[[ Data listing open ]]
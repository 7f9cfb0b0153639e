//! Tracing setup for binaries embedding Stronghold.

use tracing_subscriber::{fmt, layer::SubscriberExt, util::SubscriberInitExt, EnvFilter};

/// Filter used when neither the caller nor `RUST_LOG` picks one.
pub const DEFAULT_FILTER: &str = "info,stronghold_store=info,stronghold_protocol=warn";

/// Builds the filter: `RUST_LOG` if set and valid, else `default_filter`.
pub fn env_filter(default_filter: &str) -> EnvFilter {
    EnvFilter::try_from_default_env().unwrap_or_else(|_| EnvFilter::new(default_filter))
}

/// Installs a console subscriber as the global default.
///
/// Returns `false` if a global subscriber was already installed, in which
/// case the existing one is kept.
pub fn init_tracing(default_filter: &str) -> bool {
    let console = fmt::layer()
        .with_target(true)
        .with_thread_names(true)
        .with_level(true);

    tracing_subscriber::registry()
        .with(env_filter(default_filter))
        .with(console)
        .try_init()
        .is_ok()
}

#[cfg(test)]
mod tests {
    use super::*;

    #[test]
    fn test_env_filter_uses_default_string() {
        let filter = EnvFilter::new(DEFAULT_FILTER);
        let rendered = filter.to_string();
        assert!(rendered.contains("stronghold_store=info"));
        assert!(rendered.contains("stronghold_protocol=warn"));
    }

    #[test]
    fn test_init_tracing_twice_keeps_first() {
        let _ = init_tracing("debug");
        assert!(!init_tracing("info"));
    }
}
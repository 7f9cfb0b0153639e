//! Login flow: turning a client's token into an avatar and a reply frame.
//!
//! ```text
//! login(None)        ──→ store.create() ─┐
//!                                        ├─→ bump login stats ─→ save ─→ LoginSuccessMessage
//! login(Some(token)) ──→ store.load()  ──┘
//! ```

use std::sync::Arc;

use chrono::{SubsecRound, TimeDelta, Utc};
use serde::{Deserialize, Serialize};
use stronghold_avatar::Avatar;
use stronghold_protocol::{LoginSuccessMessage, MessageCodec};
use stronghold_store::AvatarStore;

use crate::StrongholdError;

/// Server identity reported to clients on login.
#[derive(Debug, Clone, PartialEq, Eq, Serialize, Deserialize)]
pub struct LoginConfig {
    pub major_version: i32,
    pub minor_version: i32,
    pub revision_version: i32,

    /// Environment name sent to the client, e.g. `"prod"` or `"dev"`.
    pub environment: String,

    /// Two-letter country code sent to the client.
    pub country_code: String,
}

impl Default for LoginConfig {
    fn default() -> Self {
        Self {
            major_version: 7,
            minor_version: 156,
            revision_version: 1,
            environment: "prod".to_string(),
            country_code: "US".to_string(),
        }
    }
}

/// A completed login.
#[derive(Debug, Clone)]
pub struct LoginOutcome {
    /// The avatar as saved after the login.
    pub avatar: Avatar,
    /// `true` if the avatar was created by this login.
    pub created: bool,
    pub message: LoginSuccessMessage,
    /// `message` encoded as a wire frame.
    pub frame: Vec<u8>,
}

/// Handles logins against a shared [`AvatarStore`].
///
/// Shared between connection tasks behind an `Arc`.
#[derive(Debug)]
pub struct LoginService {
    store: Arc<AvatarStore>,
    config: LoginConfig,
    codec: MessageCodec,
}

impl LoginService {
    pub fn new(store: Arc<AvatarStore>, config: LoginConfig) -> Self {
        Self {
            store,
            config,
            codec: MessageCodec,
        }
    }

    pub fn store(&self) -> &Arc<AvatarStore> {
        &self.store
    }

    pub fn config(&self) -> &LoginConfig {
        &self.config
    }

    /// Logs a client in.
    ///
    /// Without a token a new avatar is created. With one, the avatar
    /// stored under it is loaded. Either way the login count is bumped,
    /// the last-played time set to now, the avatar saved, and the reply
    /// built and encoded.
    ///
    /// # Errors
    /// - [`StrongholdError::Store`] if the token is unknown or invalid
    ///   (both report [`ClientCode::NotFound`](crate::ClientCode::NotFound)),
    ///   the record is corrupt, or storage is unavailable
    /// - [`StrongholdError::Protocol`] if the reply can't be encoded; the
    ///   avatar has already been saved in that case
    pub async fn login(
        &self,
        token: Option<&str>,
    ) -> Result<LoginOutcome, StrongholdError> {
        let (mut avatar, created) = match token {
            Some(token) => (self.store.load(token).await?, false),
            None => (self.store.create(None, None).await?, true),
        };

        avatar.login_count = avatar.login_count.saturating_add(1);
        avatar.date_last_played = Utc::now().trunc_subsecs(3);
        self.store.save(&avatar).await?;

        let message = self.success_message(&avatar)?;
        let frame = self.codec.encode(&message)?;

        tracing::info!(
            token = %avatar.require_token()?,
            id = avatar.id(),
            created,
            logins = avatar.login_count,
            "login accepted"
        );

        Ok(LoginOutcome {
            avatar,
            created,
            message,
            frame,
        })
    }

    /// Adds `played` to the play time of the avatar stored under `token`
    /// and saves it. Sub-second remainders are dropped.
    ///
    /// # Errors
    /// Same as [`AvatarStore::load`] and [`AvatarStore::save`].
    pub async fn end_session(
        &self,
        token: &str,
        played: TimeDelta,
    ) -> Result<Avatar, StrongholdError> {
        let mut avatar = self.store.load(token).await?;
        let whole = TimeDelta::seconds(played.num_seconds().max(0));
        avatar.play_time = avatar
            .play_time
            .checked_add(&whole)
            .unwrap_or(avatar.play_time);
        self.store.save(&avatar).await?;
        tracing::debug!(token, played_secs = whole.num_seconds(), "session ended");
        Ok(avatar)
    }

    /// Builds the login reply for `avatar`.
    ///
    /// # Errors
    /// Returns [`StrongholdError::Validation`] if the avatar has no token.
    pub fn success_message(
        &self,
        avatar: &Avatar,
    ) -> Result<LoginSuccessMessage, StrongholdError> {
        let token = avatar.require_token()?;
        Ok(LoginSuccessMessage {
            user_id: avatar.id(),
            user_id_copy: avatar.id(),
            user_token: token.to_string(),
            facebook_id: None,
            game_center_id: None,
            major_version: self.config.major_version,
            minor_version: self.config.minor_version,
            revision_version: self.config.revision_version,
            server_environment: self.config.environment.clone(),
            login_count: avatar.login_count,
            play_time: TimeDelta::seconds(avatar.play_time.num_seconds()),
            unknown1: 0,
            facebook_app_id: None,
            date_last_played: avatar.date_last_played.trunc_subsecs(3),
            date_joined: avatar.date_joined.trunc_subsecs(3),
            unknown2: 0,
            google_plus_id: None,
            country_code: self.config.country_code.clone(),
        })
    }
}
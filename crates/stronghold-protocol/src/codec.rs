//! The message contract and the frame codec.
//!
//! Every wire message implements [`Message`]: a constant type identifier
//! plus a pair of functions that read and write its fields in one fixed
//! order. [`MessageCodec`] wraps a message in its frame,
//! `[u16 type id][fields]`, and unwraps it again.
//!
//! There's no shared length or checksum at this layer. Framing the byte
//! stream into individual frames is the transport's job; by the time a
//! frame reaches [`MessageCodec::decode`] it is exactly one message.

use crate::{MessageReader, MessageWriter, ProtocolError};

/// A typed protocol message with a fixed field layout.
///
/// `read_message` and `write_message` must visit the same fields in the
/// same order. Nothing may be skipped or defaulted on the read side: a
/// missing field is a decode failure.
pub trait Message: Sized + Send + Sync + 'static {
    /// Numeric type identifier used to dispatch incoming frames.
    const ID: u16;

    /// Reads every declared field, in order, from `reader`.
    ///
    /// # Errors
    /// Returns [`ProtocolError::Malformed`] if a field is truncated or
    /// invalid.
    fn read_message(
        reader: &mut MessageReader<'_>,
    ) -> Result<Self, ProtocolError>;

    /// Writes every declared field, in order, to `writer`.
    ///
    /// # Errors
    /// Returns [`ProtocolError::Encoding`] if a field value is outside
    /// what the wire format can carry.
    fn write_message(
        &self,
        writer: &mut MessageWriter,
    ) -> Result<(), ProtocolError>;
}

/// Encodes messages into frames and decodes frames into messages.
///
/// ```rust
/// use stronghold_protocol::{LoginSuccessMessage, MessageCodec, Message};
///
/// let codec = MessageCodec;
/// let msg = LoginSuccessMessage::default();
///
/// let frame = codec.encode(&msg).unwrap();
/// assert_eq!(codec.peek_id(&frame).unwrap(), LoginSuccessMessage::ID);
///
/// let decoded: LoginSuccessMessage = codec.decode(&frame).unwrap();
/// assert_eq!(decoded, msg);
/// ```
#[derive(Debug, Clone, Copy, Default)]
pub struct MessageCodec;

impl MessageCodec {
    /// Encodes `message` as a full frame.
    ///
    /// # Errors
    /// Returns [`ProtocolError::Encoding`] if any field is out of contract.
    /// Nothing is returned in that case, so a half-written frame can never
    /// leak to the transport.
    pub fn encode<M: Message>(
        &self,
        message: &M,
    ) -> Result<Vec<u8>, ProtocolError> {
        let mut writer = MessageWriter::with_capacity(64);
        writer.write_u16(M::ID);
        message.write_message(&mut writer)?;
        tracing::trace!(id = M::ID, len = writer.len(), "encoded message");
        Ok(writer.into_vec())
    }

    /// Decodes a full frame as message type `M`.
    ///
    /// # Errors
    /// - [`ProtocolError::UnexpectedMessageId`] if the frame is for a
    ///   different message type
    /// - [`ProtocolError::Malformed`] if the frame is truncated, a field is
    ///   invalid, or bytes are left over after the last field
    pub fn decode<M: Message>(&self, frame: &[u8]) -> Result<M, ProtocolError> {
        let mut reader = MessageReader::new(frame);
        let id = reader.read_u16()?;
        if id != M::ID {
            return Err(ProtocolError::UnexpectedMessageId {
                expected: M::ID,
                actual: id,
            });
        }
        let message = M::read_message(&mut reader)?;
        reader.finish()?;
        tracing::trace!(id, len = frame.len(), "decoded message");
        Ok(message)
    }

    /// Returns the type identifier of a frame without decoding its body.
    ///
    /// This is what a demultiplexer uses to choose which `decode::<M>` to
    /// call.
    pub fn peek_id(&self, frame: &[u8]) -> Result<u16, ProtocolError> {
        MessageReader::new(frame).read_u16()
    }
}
[[ Data listing closed ]]
> What this task involves:
Take the lines from the first line of the listing to the line containing "clients on login.". Please print them exactly, ends included, with nothing else.

> Reply:
repository 7f9cfb0b0153639e
//! Tracing setup for binaries embedding Stronghold.

use tracing_subscriber::{fmt, layer::SubscriberExt, util::SubscriberInitExt, EnvFilter};

/// Filter used when neither the caller nor `RUST_LOG` picks one.
pub const DEFAULT_FILTER: &str = "info,stronghold_store=info,stronghold_protocol=warn";

/// Builds the filter: `RUST_LOG` if set and valid, else `default_filter`.
pub fn env_filter(default_filter: &str) -> EnvFilter {
    EnvFilter::try_from_default_env().unwrap_or_else(|_| EnvFilter::new(default_filter))
}

/// Installs a console subscriber as the global default.
///
/// Returns `false` if a global subscriber was already installed, in which
/// case the existing one is kept.
pub fn init_tracing(default_filter: &str) -> bool {
    let console = fmt::layer()
        .with_target(true)
        .with_thread_names(true)
        .with_level(true);

    tracing_subscriber::registry()
        .with(env_filter(default_filter))
        .with(console)
        .try_init()
        .is_ok()
}

#[cfg(test)]
mod tests {
    use super::*;

    #[test]
    fn test_env_filter_uses_default_string() {
        let filter = EnvFilter::new(DEFAULT_FILTER);
        let rendered = filter.to_string();
        assert!(rendered.contains("stronghold_store=info"));
        assert!(rendered.contains("stronghold_protocol=warn"));
    }

    #[test]
    fn test_init_tracing_twice_keeps_first() {
        let _ = init_tracing("debug");
        assert!(!init_tracing("info"));
    }
}
repository 7f9cfb0b0153639e
//! Login flow: turning a client's token into an avatar and a reply frame.
//!
//! ```text
//! login(None)        ──→ store.create() ─┐
//!                                        ├─→ bump login stats ─→ save ─→ LoginSuccessMessage
//! login(Some(token)) ──→ store.load()  ──┘
//! ```

use std::sync::Arc;

use chrono::{SubsecRound, TimeDelta, Utc};
use serde::{Deserialize, Serialize};
use stronghold_avatar::Avatar;
use stronghold_protocol::{LoginSuccessMessage, MessageCodec};
use stronghold_store::AvatarStore;

use crate::StrongholdError;

/// Server identity reported to clients on login.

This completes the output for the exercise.